Des chercheurs de l'Organisation australienne de recherche scientifique et industrielle (CSI) du Commonwealth ont recherché et analysé 311 millions d'enregistrements contenant 77 millions d'URL qui ont été soumis au site Web de vérification antivirus en ligne d'Hipasec Sistemas, VirusTotal entre décembre 2019 et janvier 2020...
Les résultats étaient étonnants pour l'ampleur de la problème de malware découvert.
À partir de l'ensemble de données analysé par les chercheurs, 2,6 millions de campagnes suspectes ont été identifiées sur la base de leurs métadonnées jointes, dont 77 810 ont été confirmées comme malveillantes par un contrôle secondaire. Au total, 38,1 millions d'enregistrements et 9,9 millions d'URL ont été trouvés dans ces 2,6 millions de campagnes malveillantes.

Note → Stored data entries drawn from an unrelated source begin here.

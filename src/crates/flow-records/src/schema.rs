//! `RecordDef`: an ordered set of typed fields with required/default,
//! numeric/length bounds, enum values, regex pattern, uniqueness (with an
//! optional scope field), and an optional foreign-key reference.

use indexmap::IndexMap;
use regex::Regex;

#[derive(Debug, Clone, Copy, PartialEq, Eq)]
pub enum FieldType {
    String,
    Text,
    Int,
    Float,
    Bool,
    Uuid,
    DateTime,
    Decimal,
    Array,
    Json,
}

impl FieldType {
    pub fn name(self) -> &'static str {
        match self {
            FieldType::String => "string",
            FieldType::Text => "text",
            FieldType::Int => "int",
            FieldType::Float => "float",
            FieldType::Bool => "bool",
            FieldType::Uuid => "uuid",
            FieldType::DateTime => "datetime",
            FieldType::Decimal => "decimal",
            FieldType::Array => "array",
            FieldType::Json => "json",
        }
    }
}

/// Default value generators: a literal, or the special `now` sentinel that
/// resolves to the current timestamp at insert time.
#[derive(Debug, Clone)]
pub enum DefaultValue {
    Literal(flow_core::Value),
    Now,
}

#[derive(Debug, Clone, Default)]
pub struct FieldDef {
    pub name: String,
    pub field_type: FieldType,
    pub required: bool,
    pub primary_key: bool,
    pub default: Option<DefaultValue>,
    pub min: Option<f64>,
    pub max: Option<f64>,
    pub min_length: Option<usize>,
    pub max_length: Option<usize>,
    pub enum_values: Option<Vec<String>>,
    pub pattern: Option<String>,
    pub is_unique: bool,
    pub unique_scope_field: Option<String>,
    pub unique_scope_label: Option<String>,
    pub references_record: Option<String>,
    pub reference_target_field: Option<String>,
}

impl Default for FieldType {
    fn default() -> Self {
        FieldType::String
    }
}

impl FieldDef {
    pub fn new(name: impl Into<String>, field_type: FieldType) -> Self {
        Self { name: name.into(), field_type, ..Default::default() }
    }

    pub fn required(mut self) -> Self {
        self.required = true;
        self
    }

    pub fn primary_key(mut self) -> Self {
        self.primary_key = true;
        self.required = true;
        self
    }

    pub fn unique(mut self) -> Self {
        self.is_unique = true;
        self
    }

    pub fn unique_scoped(mut self, scope_field: impl Into<String>, scope_label: impl Into<String>) -> Self {
        self.is_unique = true;
        self.unique_scope_field = Some(scope_field.into());
        self.unique_scope_label = Some(scope_label.into());
        self
    }

    pub fn references(mut self, record: impl Into<String>, field: impl Into<String>) -> Self {
        self.references_record = Some(record.into());
        self.reference_target_field = Some(field.into());
        self
    }

    pub fn compiled_pattern(&self) -> Option<Regex> {
        self.pattern.as_deref().and_then(|p| Regex::new(p).ok())
    }
}

#[derive(Debug, Clone)]
pub struct RecordDef {
    pub name: String,
    /// Name of the backing frame rows live in (defaults to the record name).
    pub frame: String,
    pub fields: IndexMap<String, FieldDef>,
}

impl RecordDef {
    pub fn new(name: impl Into<String>) -> Self {
        let name = name.into();
        Self { frame: name.clone(), name, fields: IndexMap::new() }
    }

    pub fn with_frame(mut self, frame: impl Into<String>) -> Self {
        self.frame = frame.into();
        self
    }

    pub fn field(mut self, field: FieldDef) -> Self {
        self.fields.insert(field.name.clone(), field);
        self
    }

    pub fn primary_key_field(&self) -> Option<&FieldDef> {
        self.fields.values().find(|f| f.primary_key)
    }

    pub fn unique_fields(&self) -> impl Iterator<Item = &FieldDef> {
        self.fields.values().filter(|f| f.is_unique)
    }
}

Creuser dans les détails Le plus inquiétant pour ceux qui tentent de repérer ces campagnes malveillantes est peut-être le volume de celles qui sont inquiétantes qui se sont glissées sur le net. « Des résultats surprenants ont été observés, tels que des taux de détection tombant à seulement 13,27 % pour les campagnes qui utilisent plus de 100 URL uniques », déclarent les chercheurs.
Un quart de toutes les soumissions provenaient des États-Unis, avec 17 millions de contenus uniques analysés. Les URL soumises ont été vérifiées par une moyenne de 72 fournisseurs de sécurité pour déterminer si elles étaient bénignes ou malveillantes.
Mais ce qui était inquiétant, c'est que presque toutes (98 %) de toutes les soumissions n'étaient signalées comme malveillantes que par 10 fournisseurs ou moins à la fois. "Cela indique que les performances de détection des fournisseurs sont très biaisées et que seuls quelques-uns d'entre eux sont efficaces", écrivent les chercheurs. Cela peut sembler une préoccupation majeure - et c'est le cas, étant donné l'inefficacité d'une grande partie du marché - mais la sagesse des foules aide à repérer ces sources malveillantes.
Les résultats des chercheurs sont que si une URL est signalée par au moins quatre fournisseurs, il est raisonnable de conclure qu'elle est malveillante. Cela signifie que même si une solution de fournisseur de sécurité individuelle peut ne pas être aussi fiable, le marché dans son ensemble est en mesure de fournir un filet de sécurité grâce à la force du nombre. Une avalanche de malwares
Pourtant, la détection des logiciels malveillants est un jeu du chat et de la souris, et les pirates et les cybercriminels à l'origine de ces campagnes savent comment essayer de se frayer un chemin à travers les défenses.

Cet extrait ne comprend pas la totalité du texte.